PROBLEM DESCRIPTION: Extract exactly the range of lines bounded by the line containing "fn call(&self, request: &HttpRequest)" and the final line of the listing, both ends included, and no other lines.

DATA FOR PROCESSING:
++++++++++

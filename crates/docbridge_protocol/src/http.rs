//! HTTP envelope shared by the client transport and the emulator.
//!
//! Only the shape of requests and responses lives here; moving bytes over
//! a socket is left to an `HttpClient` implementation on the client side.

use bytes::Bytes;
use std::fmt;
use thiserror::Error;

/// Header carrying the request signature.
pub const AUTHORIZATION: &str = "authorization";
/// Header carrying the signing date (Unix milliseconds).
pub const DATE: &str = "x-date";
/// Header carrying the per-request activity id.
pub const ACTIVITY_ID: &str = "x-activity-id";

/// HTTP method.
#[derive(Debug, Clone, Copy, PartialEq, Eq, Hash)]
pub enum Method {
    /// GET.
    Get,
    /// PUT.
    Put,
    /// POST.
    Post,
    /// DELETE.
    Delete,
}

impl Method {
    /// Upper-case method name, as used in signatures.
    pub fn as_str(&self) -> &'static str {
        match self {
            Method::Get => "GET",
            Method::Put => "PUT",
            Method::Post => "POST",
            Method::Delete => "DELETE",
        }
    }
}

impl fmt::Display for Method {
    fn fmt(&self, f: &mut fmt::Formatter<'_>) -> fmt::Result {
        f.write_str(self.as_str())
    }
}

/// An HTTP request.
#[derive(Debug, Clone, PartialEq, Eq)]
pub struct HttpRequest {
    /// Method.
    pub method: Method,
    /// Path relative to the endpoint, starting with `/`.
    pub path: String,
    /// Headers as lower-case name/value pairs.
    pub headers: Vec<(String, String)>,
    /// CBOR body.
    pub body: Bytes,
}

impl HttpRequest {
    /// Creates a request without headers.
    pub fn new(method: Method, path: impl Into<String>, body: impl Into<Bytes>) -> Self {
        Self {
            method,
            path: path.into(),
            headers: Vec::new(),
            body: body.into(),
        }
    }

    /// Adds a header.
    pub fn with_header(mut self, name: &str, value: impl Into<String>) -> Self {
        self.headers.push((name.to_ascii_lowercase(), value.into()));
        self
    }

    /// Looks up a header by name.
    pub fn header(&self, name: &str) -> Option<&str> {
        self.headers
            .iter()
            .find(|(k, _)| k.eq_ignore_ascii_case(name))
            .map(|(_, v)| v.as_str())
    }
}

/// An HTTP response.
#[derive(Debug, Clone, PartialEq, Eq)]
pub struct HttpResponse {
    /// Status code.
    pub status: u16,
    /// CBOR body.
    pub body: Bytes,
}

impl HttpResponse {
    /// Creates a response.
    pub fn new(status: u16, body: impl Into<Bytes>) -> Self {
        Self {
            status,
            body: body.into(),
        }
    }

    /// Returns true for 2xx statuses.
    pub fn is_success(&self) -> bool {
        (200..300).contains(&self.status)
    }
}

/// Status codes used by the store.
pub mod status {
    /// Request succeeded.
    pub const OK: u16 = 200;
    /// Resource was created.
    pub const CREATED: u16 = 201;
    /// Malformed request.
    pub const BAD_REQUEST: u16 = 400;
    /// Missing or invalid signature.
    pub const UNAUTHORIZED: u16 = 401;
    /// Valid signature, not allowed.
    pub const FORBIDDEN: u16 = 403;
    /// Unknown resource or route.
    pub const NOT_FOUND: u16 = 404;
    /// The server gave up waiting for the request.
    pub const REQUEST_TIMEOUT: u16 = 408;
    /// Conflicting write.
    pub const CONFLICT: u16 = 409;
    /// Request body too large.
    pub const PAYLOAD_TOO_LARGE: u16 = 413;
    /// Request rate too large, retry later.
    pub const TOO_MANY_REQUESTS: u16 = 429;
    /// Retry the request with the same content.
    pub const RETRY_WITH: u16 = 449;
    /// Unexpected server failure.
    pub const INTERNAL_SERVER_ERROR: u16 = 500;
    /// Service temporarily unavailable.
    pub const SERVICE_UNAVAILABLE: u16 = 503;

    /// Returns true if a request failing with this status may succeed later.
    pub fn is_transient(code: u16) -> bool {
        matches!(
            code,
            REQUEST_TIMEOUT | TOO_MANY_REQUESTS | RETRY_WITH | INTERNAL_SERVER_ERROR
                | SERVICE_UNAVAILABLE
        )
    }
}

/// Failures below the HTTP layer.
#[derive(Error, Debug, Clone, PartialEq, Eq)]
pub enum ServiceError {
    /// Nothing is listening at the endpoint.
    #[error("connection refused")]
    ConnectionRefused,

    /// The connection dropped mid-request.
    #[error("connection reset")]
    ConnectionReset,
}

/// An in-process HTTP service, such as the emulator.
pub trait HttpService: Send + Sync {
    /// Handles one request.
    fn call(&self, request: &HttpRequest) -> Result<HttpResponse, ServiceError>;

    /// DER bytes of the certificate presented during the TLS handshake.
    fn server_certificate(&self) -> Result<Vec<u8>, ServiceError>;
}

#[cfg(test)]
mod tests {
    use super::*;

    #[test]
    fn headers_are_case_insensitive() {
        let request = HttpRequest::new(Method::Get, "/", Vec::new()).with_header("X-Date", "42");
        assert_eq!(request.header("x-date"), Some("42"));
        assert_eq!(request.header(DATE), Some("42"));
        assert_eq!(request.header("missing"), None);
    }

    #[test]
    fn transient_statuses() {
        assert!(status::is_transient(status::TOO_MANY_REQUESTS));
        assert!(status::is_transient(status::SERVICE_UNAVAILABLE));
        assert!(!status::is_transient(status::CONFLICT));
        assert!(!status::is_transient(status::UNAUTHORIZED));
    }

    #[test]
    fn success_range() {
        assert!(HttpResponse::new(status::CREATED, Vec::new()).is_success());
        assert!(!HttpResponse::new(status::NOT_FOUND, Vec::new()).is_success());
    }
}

++++++++++

TASK RESULT:
    fn call(&self, request: &HttpRequest) -> Result<HttpResponse, ServiceError>;

    /// DER bytes of the certificate presented during the TLS handshake.
    fn server_certificate(&self) -> Result<Vec<u8>, ServiceError>;
}

#[cfg(test)]
mod tests {
    use super::*;

    #[test]
    fn headers_are_case_insensitive() {
        let request = HttpRequest::new(Method::Get, "/", Vec::new()).with_header("X-Date", "42");
        assert_eq!(request.header("x-date"), Some("42"));
        assert_eq!(request.header(DATE), Some("42"));
        assert_eq!(request.header("missing"), None);
    }

    #[test]
    fn transient_statuses() {
        assert!(status::is_transient(status::TOO_MANY_REQUESTS));
        assert!(status::is_transient(status::SERVICE_UNAVAILABLE));
        assert!(!status::is_transient(status::CONFLICT));
        assert!(!status::is_transient(status::UNAUTHORIZED));
    }

    #[test]
    fn success_range() {
        assert!(HttpResponse::new(status::CREATED, Vec::new()).is_success());
        assert!(!HttpResponse::new(status::NOT_FOUND, Vec::new()).is_success());
    }
}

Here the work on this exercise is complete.